# What in the name of all that is good is WRONG with this world?



## equiniphile

Ugh. *resisting the urge to write a long, detailed letter explaining where this person should go because it will not get me anywhere....* :?


----------



## Hidalgo13

Sad.  She's so young.


----------



## MacabreMikolaj

It took every urge I had not to blast him because he obviously deletes the comments from his main page on a regular basis and it rolls off like water on a ducks back.

I just felt physically ill thinking of how many of these poor babies every single year have to endure the same BS for the sake of money and trophies.


----------



## Citrus

ughhhhhhhhhhhhh


----------



## equiniphile

Love how the comments are disabled.


----------



## crimsonsky

the age thing aside - i don't understand what the point is of having a horse move like that. horses don't MOVE like that on their own. at least, i've never seen one of any breed do that without a rider. 

now on the age thing - i had someone tell me the other day that i should start backing my colt now because "well you're not that big and it'll be fine". um... he'll be 11mths old on monday. are you nutz? no way.


----------



## A knack for horses

You know, it really doesn't surprise me that that guy's riding posture sucked. 

I think what makes this video 100 times more horrific is the fact the horse is using an unnatural gait. 

IMO, I don't have a problem with people backing *coming 2 year olds*, but having a completely trained horse that is _just now_ turning 2 will NEVER be even remotely ok in my book.

I think everybody knows where that guy can go so I won't say it.


----------



## apachiedragon

That's horrible. Did anyone else notice him gouge her under the belly with those big spurs he was wearing right at the end in the slo-mo? That poor baby. Doing an artificial gait like that so young, she's bound to have all sorts of leg and joint, and probably back issues when she gets a bit older.


----------



## MHFoundation Quarters

How sad. That poor thing  That was almost painful to watch. I noticed the spurs too. Sad to think about what her future has to offer.


----------



## Countrylady1071

that poor thing  ugh I just can't believe people sometimes.. I have so many things I could say right now but I'll hold my tongue.


----------



## tinyliny

question: Is it ok for us to put videos of cruel or bad riding we find on the internet up on this forum? I just want to know.

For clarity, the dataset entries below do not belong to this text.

//! Checks the shape of the running-tree dump: markers, dotted task paths,
//! spawn sites, and sibling ordering.

use std::thread::sleep;
use std::time::Duration;

use crossbeam_channel::{bounded, unbounded};

fn scoped(body: impl FnOnce() + Send + 'static) {
    let (done_tx, done_rx) = bounded(1);
    taskctx::run(move || {
        taskctx::separate();
        body();
        taskctx::wait().recv();
        let _ = done_tx.send(());
    });
    done_rx
        .recv_timeout(Duration::from_secs(30))
        .expect("scoped task did not finish");
}

// Number of task-ID segments in a dump line's dotted path.
fn depth(line: &str) -> usize {
    let path = line
        .split_whitespace()
        .find(|token| token.starts_with('.'))
        .expect("dump line has no dotted path");
    path.matches('.').count()
}

#[test]
fn dump_is_empty_without_descendants() {
    let (tx, rx) = unbounded();
    scoped(move || {
        let _ = tx.send(taskctx::get_running());
    });
    let dump = rx.recv_timeout(Duration::from_secs(10)).unwrap();
    assert!(dump.is_empty(), "unexpected dump: {dump:?}");
}

#[test]
fn dump_shows_descendants_with_state_and_spawn_site() {
    let (tx, rx) = unbounded();
    scoped(move || {
        taskctx::run(|| sleep(Duration::from_millis(400)));
        taskctx::run(|| {
            taskctx::run(|| sleep(Duration::from_millis(400)));
        });
        // Give the tree time to spawn fully and the middle task time to
        // end; it stays in the dump while its child is alive.
        sleep(Duration::from_millis(150));
        let _ = tx.send(taskctx::get_running());
    });
    let dump = rx.recv_timeout(Duration::from_secs(10)).unwrap();
    let lines: Vec<&str> = dump.lines().collect();
    assert_eq!(lines.len(), 3, "unexpected dump: {dump:?}");

    for line in &lines {
        assert!(
            line.contains("tests/get_running.rs:"),
            "missing spawn site in {line:?}"
        );
    }

    // The two sleepers are still running, the middle task has ended.
    let running = lines.iter().filter(|l| l.starts_with('▸')).count();
    assert_eq!(running, 2, "unexpected dump: {dump:?}");

    // Two direct children, one grandchild a level deeper.
    let mut depths: Vec<usize> = lines.iter().map(|l| depth(l)).collect();
    depths.sort_unstable();
    assert_eq!(depths, vec![2, 2, 3], "unexpected dump: {dump:?}");
}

Comment: I also noticed that the horse was straining fiercely against a tie down. Ridden this way, how long will that horse stay rideabley sound? 
This sort of riding is nearly unheard of out in the Seattle area. I have never seen it except on video. But I wonder . HOrses in the gaiting world, are they bred , used and discared pretty quick like? I don't know what it's like where this mare comes from. I would sincerely like to know what that is all about. Who buys theres horses? Do they only use them for shows? I mean, is there any normal, daily use way to use a horse like that?


----------



## lacyloo

> Is it ok for us to put videos of cruel or bad riding we find on the internet up on this forum? I just want to know.


99% sure its against the rules

But I _highly_ disagree with that policy. Say you take the video the OP posted. People will give their opinions and critique it, I find that educational. 

As far as I'm concerned, if it is posted on the internet- its fair game. If you do not wish for your photos or videos to be critique then don't post them online.


----------



## A knack for horses

YouTube is a video *sharing *site. If somebody wants to post a video the world can access, then they should realize people are going to judge. And posting a link to a Youtube video on this forum I think is fair. (I'm not sure on forum rules about it though)


----------



## jdw

I cant even watch it; we all KNOW what kind of future she will endure. (or not) I have said it beofre and will say it again, it (cruelty/inhumanity) will be tolerated as long as there is money that can be made from it in the horse world. Wish we could change that~PATHETIC.


----------



## MacabreMikolaj

I believe we had this discussion previously, and it's only the Critique section you can't post vids/pics that aren't you and ask for a critique. This is a discussion on a public video and I'm almost positive it's ok as virtually every fifth post on HF Videos is of a random YouTube video.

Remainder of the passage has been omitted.